Problem to solve :: Every line below between the one holding "repository 417edc477547997c" and the one holding "that are not", inclusive, should be copied exactly, and no other line.
───── Records supplied
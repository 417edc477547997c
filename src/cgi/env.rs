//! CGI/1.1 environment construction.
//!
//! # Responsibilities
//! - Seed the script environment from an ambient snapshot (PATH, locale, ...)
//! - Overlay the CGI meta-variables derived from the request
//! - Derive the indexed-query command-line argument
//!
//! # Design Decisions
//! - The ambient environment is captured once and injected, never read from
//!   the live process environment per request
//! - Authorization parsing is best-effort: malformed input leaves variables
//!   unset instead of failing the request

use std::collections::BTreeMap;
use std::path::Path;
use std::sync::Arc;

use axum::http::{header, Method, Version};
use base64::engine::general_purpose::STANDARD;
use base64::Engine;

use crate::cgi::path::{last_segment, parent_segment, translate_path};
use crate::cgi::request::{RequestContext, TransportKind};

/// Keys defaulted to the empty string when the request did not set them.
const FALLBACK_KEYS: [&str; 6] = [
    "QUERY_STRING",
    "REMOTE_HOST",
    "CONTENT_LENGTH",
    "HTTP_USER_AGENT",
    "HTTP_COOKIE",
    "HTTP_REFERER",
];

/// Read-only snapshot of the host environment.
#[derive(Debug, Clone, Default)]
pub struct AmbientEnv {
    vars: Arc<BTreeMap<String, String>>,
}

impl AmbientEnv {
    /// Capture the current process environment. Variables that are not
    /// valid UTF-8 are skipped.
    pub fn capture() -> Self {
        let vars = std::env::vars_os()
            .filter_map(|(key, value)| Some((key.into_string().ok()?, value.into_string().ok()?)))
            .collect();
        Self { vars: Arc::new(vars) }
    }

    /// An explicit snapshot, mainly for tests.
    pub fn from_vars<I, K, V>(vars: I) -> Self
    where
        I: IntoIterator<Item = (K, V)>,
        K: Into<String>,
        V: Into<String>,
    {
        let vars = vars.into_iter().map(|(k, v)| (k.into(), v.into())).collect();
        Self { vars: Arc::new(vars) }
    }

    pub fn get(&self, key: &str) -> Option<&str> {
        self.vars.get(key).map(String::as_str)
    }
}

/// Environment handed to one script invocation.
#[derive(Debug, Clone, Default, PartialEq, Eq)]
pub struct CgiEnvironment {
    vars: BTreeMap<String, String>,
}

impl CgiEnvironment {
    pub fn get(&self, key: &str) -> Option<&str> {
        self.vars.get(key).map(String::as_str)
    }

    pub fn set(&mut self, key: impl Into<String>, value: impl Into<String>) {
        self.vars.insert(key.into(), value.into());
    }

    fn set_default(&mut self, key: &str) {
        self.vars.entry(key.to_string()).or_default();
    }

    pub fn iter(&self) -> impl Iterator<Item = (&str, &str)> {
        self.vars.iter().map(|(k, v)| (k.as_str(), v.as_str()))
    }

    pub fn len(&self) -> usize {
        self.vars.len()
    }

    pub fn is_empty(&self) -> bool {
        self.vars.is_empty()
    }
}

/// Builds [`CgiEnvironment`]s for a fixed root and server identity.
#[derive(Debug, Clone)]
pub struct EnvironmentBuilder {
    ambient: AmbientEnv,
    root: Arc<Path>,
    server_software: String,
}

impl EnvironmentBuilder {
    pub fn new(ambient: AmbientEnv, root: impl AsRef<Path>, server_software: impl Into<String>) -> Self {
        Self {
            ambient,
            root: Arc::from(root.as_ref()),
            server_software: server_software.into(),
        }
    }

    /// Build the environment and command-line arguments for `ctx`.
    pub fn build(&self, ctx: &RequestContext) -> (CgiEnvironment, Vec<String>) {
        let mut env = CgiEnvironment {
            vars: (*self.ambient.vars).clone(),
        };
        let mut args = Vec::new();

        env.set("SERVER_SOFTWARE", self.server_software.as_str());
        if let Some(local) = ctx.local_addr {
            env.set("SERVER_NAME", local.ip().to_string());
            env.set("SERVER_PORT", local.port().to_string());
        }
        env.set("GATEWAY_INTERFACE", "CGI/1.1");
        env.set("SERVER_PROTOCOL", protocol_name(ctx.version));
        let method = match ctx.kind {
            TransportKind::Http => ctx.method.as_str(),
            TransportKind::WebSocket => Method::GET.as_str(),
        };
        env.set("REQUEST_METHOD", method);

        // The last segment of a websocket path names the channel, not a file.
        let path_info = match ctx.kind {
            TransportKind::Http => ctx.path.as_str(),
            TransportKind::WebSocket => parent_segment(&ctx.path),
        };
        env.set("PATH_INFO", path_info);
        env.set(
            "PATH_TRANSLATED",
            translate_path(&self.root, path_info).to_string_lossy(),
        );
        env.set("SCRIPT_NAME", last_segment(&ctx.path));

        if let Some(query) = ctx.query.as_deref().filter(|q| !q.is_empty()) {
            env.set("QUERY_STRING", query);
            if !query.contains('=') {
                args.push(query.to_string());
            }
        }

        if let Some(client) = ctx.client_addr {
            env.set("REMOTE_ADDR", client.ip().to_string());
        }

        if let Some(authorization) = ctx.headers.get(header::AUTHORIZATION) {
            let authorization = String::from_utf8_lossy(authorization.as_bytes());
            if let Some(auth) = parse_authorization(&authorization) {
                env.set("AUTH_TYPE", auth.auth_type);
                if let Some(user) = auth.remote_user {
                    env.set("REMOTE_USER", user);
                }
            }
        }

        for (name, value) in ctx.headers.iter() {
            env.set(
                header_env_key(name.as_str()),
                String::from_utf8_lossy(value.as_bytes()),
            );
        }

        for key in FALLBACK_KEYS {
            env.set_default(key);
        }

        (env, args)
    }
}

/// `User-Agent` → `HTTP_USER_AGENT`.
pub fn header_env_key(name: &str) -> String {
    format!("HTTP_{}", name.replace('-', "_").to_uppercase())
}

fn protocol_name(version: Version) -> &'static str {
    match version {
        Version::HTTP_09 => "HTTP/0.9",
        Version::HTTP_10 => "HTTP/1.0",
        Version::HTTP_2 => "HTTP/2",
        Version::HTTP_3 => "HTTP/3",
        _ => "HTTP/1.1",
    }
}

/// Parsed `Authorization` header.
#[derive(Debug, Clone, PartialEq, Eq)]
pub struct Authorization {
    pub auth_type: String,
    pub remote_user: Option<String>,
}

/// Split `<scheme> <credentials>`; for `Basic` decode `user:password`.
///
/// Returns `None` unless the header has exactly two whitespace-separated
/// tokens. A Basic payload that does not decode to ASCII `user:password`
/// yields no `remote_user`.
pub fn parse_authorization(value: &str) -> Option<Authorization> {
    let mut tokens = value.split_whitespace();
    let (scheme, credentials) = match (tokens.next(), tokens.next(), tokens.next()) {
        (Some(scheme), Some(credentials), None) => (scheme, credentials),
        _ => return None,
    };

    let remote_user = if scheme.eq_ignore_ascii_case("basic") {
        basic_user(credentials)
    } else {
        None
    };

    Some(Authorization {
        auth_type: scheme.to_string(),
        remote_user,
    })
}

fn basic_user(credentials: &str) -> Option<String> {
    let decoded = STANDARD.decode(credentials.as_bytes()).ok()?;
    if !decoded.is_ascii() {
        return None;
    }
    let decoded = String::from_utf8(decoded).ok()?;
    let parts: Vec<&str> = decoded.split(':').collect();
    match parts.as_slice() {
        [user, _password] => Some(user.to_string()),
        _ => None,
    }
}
──────────
───── Records supplied
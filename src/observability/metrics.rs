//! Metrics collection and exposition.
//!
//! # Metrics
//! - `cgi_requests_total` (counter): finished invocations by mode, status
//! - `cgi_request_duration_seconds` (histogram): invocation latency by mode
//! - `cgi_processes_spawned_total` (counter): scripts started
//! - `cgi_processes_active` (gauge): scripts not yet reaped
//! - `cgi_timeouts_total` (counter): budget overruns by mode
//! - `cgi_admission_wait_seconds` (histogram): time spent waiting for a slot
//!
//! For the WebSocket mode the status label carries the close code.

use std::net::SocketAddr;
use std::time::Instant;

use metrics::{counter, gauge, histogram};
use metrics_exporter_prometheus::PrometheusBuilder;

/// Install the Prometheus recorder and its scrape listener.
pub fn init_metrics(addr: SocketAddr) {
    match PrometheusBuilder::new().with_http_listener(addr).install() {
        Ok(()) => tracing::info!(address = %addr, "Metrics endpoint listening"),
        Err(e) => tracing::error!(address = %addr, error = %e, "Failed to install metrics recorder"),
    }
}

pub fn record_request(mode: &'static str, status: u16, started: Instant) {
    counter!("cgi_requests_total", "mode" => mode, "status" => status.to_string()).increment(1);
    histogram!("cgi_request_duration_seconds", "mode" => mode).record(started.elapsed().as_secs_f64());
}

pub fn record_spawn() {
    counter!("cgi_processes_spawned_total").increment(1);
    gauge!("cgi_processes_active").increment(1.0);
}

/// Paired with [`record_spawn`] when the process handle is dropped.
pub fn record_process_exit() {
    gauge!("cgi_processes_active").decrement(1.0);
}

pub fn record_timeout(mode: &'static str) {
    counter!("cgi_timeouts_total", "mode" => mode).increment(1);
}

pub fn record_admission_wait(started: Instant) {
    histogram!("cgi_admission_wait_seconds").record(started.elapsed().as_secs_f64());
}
──────────
Exercise response ::
repository 417edc477547997c
filename src/cgi/env.rs
//! CGI/1.1 environment construction.
//!
//! # Responsibilities
//! - Seed the script environment from an ambient snapshot (PATH, locale, ...)
//! - Overlay the CGI meta-variables derived from the request
//! - Derive the indexed-query command-line argument
//!
//! # Design Decisions
//! - The ambient environment is captured once and injected, never read from
//!   the live process environment per request
//! - Authorization parsing is best-effort: malformed input leaves variables
//!   unset instead of failing the request

use std::collections::BTreeMap;
use std::path::Path;
use std::sync::Arc;

use axum::http::{header, Method, Version};
use base64::engine::general_purpose::STANDARD;
use base64::Engine;

use crate::cgi::path::{last_segment, parent_segment, translate_path};
use crate::cgi::request::{RequestContext, TransportKind};

/// Keys defaulted to the empty string when the request did not set them.
const FALLBACK_KEYS: [&str; 6] = [
    "QUERY_STRING",
    "REMOTE_HOST",
    "CONTENT_LENGTH",
    "HTTP_USER_AGENT",
    "HTTP_COOKIE",
    "HTTP_REFERER",
];

/// Read-only snapshot of the host environment.
#[derive(Debug, Clone, Default)]
pub struct AmbientEnv {
    vars: Arc<BTreeMap<String, String>>,
}

impl AmbientEnv {
    /// Capture the current process environment. Variables that are not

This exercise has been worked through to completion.